Next, it’s good practice to create an album in the program for each of those people. It makes it a lot easier to share those digital albums with relatives. Since you can have as many albums as you want it doesn’t matter if you digitally flag an image in several albums.
For each image, estimate when you think it was taken. If you’ve added a birth year for a person tagged, MemoryWeb will tell you how old the person was at the time of the image. It’s a visual timeline and a double check to make sure both the identification and the time period fits. For instance, a picture that shows an elderly person that you’ve tagged with a name might not depict the right person if MW says they’d be 30 at the time of the picture.
My research log has grown since I started critically looking at my images and tagging them. Bet yours will too.
For instance, My Aunt’s husband is represented by a single photo likely taken around the time they were dating. They divorced. But no one seems to know what happened to him after that. Now I have to find out. It’s a genealogical rabbit hole.
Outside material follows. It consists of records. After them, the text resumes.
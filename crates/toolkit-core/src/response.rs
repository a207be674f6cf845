//! Responses
//!
//! A [`Response`] wraps one provider call; a [`ResponseCollection`] is the whole
//! run, in call order, with aggregate usage.

use serde::Serialize;
use std::ops::Index;
use std::time::Duration;

use crate::message::ChatMessage;
use crate::provider::{ProviderPayload, StopReason, ToolUse};
use crate::result::ResultItem;

/// Outcome of a single provider call
#[derive(Clone, Debug, PartialEq, Serialize)]
pub struct Response {
    stop_reason: StopReason,
    messages: Vec<ChatMessage>,
    tool_uses: Vec<ToolUse>,
    results: Vec<ResultItem>,
    execution_time: Option<Duration>,
    input_tokens: Option<u64>,
    output_tokens: Option<u64>,
}

impl Response {
    /// Build a response from a normalized payload
    ///
    /// Emitted messages become message results and unplaced fragments become
    /// unknown results. Tool items are added later by the client.
    pub fn from_payload(payload: ProviderPayload) -> Self {
        let ProviderPayload {
            stop_reason,
            messages,
            tool_uses,
            unknown,
            usage,
            execution_time,
        } = payload;

        let mut results: Vec<ResultItem> = messages
            .iter()
            .map(|m| ResultItem::message(m.role.clone(), m.content.clone()))
            .collect();
        results.extend(unknown.into_iter().map(|json| ResultItem::Unknown { json }));

        let usage = usage.unwrap_or_default();
        Self {
            stop_reason,
            messages,
            tool_uses,
            results,
            execution_time,
            input_tokens: usage.input_tokens,
            output_tokens: usage.output_tokens,
        }
    }

    pub fn stop_reason(&self) -> &StopReason {
        &self.stop_reason
    }

    /// Messages emitted by the provider for this call
    pub fn messages(&self) -> &[ChatMessage] {
        &self.messages
    }

    /// Tool-use requests emitted by the provider for this call
    pub fn tool_uses(&self) -> &[ToolUse] {
        &self.tool_uses
    }

    pub fn results(&self) -> &[ResultItem] {
        &self.results
    }

    pub fn execution_time(&self) -> Option<Duration> {
        self.execution_time
    }

    pub fn input_tokens(&self) -> Option<u64> {
        self.input_tokens
    }

    pub fn output_tokens(&self) -> Option<u64> {
        self.output_tokens
    }

    pub(crate) fn push_result(&mut self, item: ResultItem) {
        self.results.push(item);
    }

    /// Record tool-use requests that will not be executed
    pub(crate) fn record_pending_tool_requests(&mut self) {
        for tool_use in &self.tool_uses {
            self.results.push(ResultItem::tool_request(
                tool_use.id.clone(),
                tool_use.name.clone(),
                tool_use.input.clone(),
            ));
        }
    }

    pub(crate) fn mark_tool_stop(&mut self) {
        self.stop_reason = StopReason::ToolStop;
    }
}

/// All responses from one client request, with aggregate usage stats
#[derive(Clone, Debug, Default, PartialEq, Serialize)]
pub struct ResponseCollection {
    responses: Vec<Response>,
    total_input_tokens: u64,
    total_output_tokens: u64,
    total_execution_time: Duration,
    all_results: Vec<ResultItem>,
}

impl ResponseCollection {
    pub fn new(responses: Vec<Response>) -> Self {
        let total_input_tokens = responses
            .iter()
            .filter_map(Response::input_tokens)
            .fold(0, u64::saturating_add);
        let total_output_tokens = responses
            .iter()
            .filter_map(Response::output_tokens)
            .fold(0, u64::saturating_add);
        let total_execution_time = responses
            .iter()
            .filter_map(Response::execution_time)
            .fold(Duration::ZERO, Duration::saturating_add);
        let all_results = responses
            .iter()
            .flat_map(|r| r.results().iter().cloned())
            .collect();

        Self {
            responses,
            total_input_tokens,
            total_output_tokens,
            total_execution_time,
            all_results,
        }
    }

    pub fn total_input_tokens(&self) -> u64 {
        self.total_input_tokens
    }

    pub fn total_output_tokens(&self) -> u64 {
        self.total_output_tokens
    }

    pub fn total_execution_time(&self) -> Duration {
        self.total_execution_time
    }

    /// Results of every call, flattened in order
    pub fn all_results(&self) -> &[ResultItem] {
        &self.all_results
    }

    /// Stop reason of the final call
    pub fn stop_reason(&self) -> Option<&StopReason> {
        self.last().map(Response::stop_reason)
    }

    /// Messages emitted by the final call
    pub fn messages(&self) -> &[ChatMessage] {
        self.last().map(Response::messages).unwrap_or_default()
    }

    pub fn get(&self, index: usize) -> Option<&Response> {
        self.responses.get(index)
    }

    pub fn first(&self) -> Option<&Response> {
        self.responses.first()
    }

    pub fn last(&self) -> Option<&Response> {
        self.responses.last()
    }

    pub fn len(&self) -> usize {
        self.responses.len()
    }

    pub fn is_empty(&self) -> bool {
        self.responses.is_empty()
    }

    pub fn iter(&self) -> std::slice::Iter<'_, Response> {
        self.responses.iter()
    }
}

impl Index<usize> for ResponseCollection {
    type Output = Response;

    fn index(&self, index: usize) -> &Response {
        &self.responses[index]
    }
}

impl<'a> IntoIterator for &'a ResponseCollection {
    type Item = &'a Response;
    type IntoIter = std::slice::Iter<'a, Response>;

    fn into_iter(self) -> Self::IntoIter {
        self.responses.iter()
    }
}

impl IntoIterator for ResponseCollection {
    type Item = Response;
    type IntoIter = std::vec::IntoIter<Response>;

    fn into_iter(self) -> Self::IntoIter {
        self.responses.into_iter()
    }
}

#[cfg(test)]
mod tests {
    use super::*;
    use crate::provider::TokenUsage;
    use serde_json::json;

    fn payload(input: Option<u64>, output: Option<u64>, secs: Option<u64>) -> ProviderPayload {
        let mut payload = ProviderPayload::new(StopReason::EndTurn)
            .with_message(ChatMessage::assistant("hi"))
            .with_usage(TokenUsage {
                input_tokens: input,
                output_tokens: output,
            });
        payload.execution_time = secs.map(Duration::from_secs);
        payload
    }

    #[test]
    fn test_from_payload() {
        let mut raw = payload(Some(3), None, None);
        raw.unknown.push(json!({"odd": true}));
        raw.tool_uses.push(ToolUse {
            id: "tu_1".into(),
            name: "echo".into(),
            input: json!({}),
        });

        let response = Response::from_payload(raw);
        assert_eq!(
            response.results(),
            &[
                ResultItem::message("assistant", "hi"),
                ResultItem::Unknown {
                    json: json!({"odd": true})
                },
            ]
        );
        assert_eq!(response.tool_uses().len(), 1);
        assert_eq!(response.input_tokens(), Some(3));
        assert_eq!(response.output_tokens(), None);
    }

    #[test]
    fn test_aggregates_treat_missing_values_as_zero() {
        let collection = ResponseCollection::new(vec![
            Response::from_payload(payload(Some(10), Some(4), Some(1))),
            Response::from_payload(payload(None, Some(6), None)),
            Response::from_payload(payload(Some(5), None, Some(2))),
        ]);

        assert_eq!(collection.len(), 3);
        assert_eq!(collection.total_input_tokens(), 15);
        assert_eq!(collection.total_output_tokens(), 10);
        assert_eq!(collection.total_execution_time(), Duration::from_secs(3));
        assert_eq!(collection.all_results().len(), 3);
        assert_eq!(collection.stop_reason(), Some(&StopReason::EndTurn));
    }

    #[test]
    fn test_execution_time_total_saturates() {
        let collection = ResponseCollection::new(vec![
            Response::from_payload(payload(None, None, Some(u64::MAX))),
            Response::from_payload(payload(None, None, Some(u64::MAX))),
        ]);
        assert_eq!(collection.total_execution_time(), Duration::MAX);
    }

    #[test]
    fn test_empty_collection() {
        let collection = ResponseCollection::default();
        assert!(collection.is_empty());
        assert_eq!(collection.stop_reason(), None);
        assert!(collection.messages().is_empty());
        assert_eq!(collection.total_execution_time(), Duration::ZERO);
    }
}
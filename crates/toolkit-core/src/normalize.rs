//! Payload Normalization
//!
//! Providers answer in more than one shape. Two are understood here:
//!
//! - message arrays: `{"stop_reason", "messages": [...], "tool_uses": [...]}`,
//!   where tool uses may instead be embedded in messages as `{"tool_use": {...}}`
//! - content blocks: `{"stop_reason", "role", "content": [{"type": "text"}, ...]}`
//!
//! Content blocks of any other type stay in the message list as opaque content.
//! Anything that fits neither shape is kept in [`ProviderPayload::unknown`].

use serde_json::{Map, Value, json};
use std::time::Duration;

use crate::error::{Result, ToolkitError};
use crate::message::{ChatMessage, Role};
use crate::provider::{ProviderPayload, StopReason, TokenUsage, ToolUse};

/// Top-level keys that carry no content of their own
const ENVELOPE_KEYS: &[&str] = &[
    "stop_reason",
    "tool_uses",
    "usage",
    "execution_time",
    "id",
    "type",
    "model",
    "role",
    "stop_sequence",
];

/// Fold a provider-native JSON payload into a [`ProviderPayload`]
pub fn normalize_payload(raw: &Value) -> Result<ProviderPayload> {
    let object = raw
        .as_object()
        .ok_or_else(|| ToolkitError::Parse("provider payload must be a JSON object".into()))?;

    let stop_reason = object
        .get("stop_reason")
        .and_then(Value::as_str)
        .map(StopReason::from)
        .ok_or_else(|| ToolkitError::Parse(format!("payload has no stop_reason: {raw}")))?;

    let mut payload = ProviderPayload::new(stop_reason);

    match (object.get("messages"), object.get("content")) {
        (Some(Value::Array(messages)), _) => {
            read_messages(&mut payload, messages, object.get("tool_uses"))?;
        }
        (None, Some(Value::Array(blocks))) => {
            let role = object
                .get("role")
                .and_then(Value::as_str)
                .unwrap_or(Role::Assistant.as_str());
            read_content_blocks(&mut payload, role, blocks)?;
        }
        (None, None) => {
            if let Some(tool_uses) = object.get("tool_uses") {
                read_tool_uses(&mut payload, tool_uses)?;
            }
            if object.keys().any(|key| !ENVELOPE_KEYS.contains(&key.as_str())) {
                payload.unknown.push(raw.clone());
            }
        }
        _ => payload.unknown.push(raw.clone()),
    }

    payload.usage = object.get("usage").and_then(read_usage);
    payload.execution_time = object
        .get("execution_time")
        .and_then(Value::as_f64)
        .and_then(|secs| Duration::try_from_secs_f64(secs).ok());

    Ok(payload)
}

fn read_messages(
    payload: &mut ProviderPayload,
    messages: &[Value],
    tool_uses: Option<&Value>,
) -> Result<()> {
    for entry in messages {
        let Some(object) = entry.as_object() else {
            payload.unknown.push(entry.clone());
            continue;
        };

        match object.get("role").and_then(Value::as_str) {
            Some(role) => payload.messages.push(ChatMessage::new(
                role,
                object.get("content").cloned().unwrap_or(Value::Null),
            )),
            None if object.contains_key("tool_use") => {}
            None => payload.unknown.push(entry.clone()),
        }

        if tool_uses.is_none() {
            if let Some(Value::Object(tool_use)) = object.get("tool_use") {
                payload.tool_uses.push(read_tool_use(tool_use)?);
            }
        }
    }

    if let Some(tool_uses) = tool_uses {
        read_tool_uses(payload, tool_uses)?;
    }

    Ok(())
}

fn read_content_blocks(payload: &mut ProviderPayload, role: &str, blocks: &[Value]) -> Result<()> {
    for block in blocks {
        let Some(object) = block.as_object() else {
            payload.unknown.push(block.clone());
            continue;
        };

        match object.get("type").and_then(Value::as_str) {
            Some("text") => payload.messages.push(ChatMessage::new(
                role,
                object.get("text").cloned().unwrap_or(Value::Null),
            )),
            Some("tool_use") => payload.tool_uses.push(read_tool_use(object)?),
            _ => payload.messages.push(ChatMessage::new(role, block.clone())),
        }
    }

    Ok(())
}

fn read_tool_uses(payload: &mut ProviderPayload, tool_uses: &Value) -> Result<()> {
    let Value::Array(entries) = tool_uses else {
        payload.unknown.push(tool_uses.clone());
        return Ok(());
    };

    for entry in entries {
        match entry {
            Value::Object(object) => payload.tool_uses.push(read_tool_use(object)?),
            other => payload.unknown.push(other.clone()),
        }
    }

    Ok(())
}

fn read_tool_use(object: &Map<String, Value>) -> Result<ToolUse> {
    let name = object
        .get("name")
        .and_then(Value::as_str)
        .ok_or_else(|| ToolkitError::Parse(format!("tool use without a name: {object:?}")))?;

    // Some providers omit ids; the loop still needs one to pair results.
    let id = object
        .get("id")
        .and_then(Value::as_str)
        .map_or_else(|| format!("toolu_{}", uuid::Uuid::new_v4().simple()), str::to_string);

    Ok(ToolUse {
        id,
        name: name.to_string(),
        input: object.get("input").cloned().unwrap_or_else(|| json!({})),
    })
}

fn read_usage(usage: &Value) -> Option<TokenUsage> {
    let usage = usage.as_object()?;
    Some(TokenUsage {
        input_tokens: usage.get("input_tokens").and_then(Value::as_u64),
        output_tokens: usage.get("output_tokens").and_then(Value::as_u64),
    })
}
Their baby died of whooping cough in infancy…could there be a picture of him in the collection ? There might be an image of him hanging on a living room wall, or as my grandmother called it…her parlor. The answer is perhaps. My next solo episode will be “Who’s that baby?”
I love looking at all your photos because honestly, I don’t have many images from before 1930 for either my father or mother’s family. They just weren’t picture people.
So here’s what I’m doing (and you can too). I’m making a list by picture number.
On the chart will be the picture number, the name of the person, and a checklist of what I need to find out about either the picture clues or the person supposedly depicted.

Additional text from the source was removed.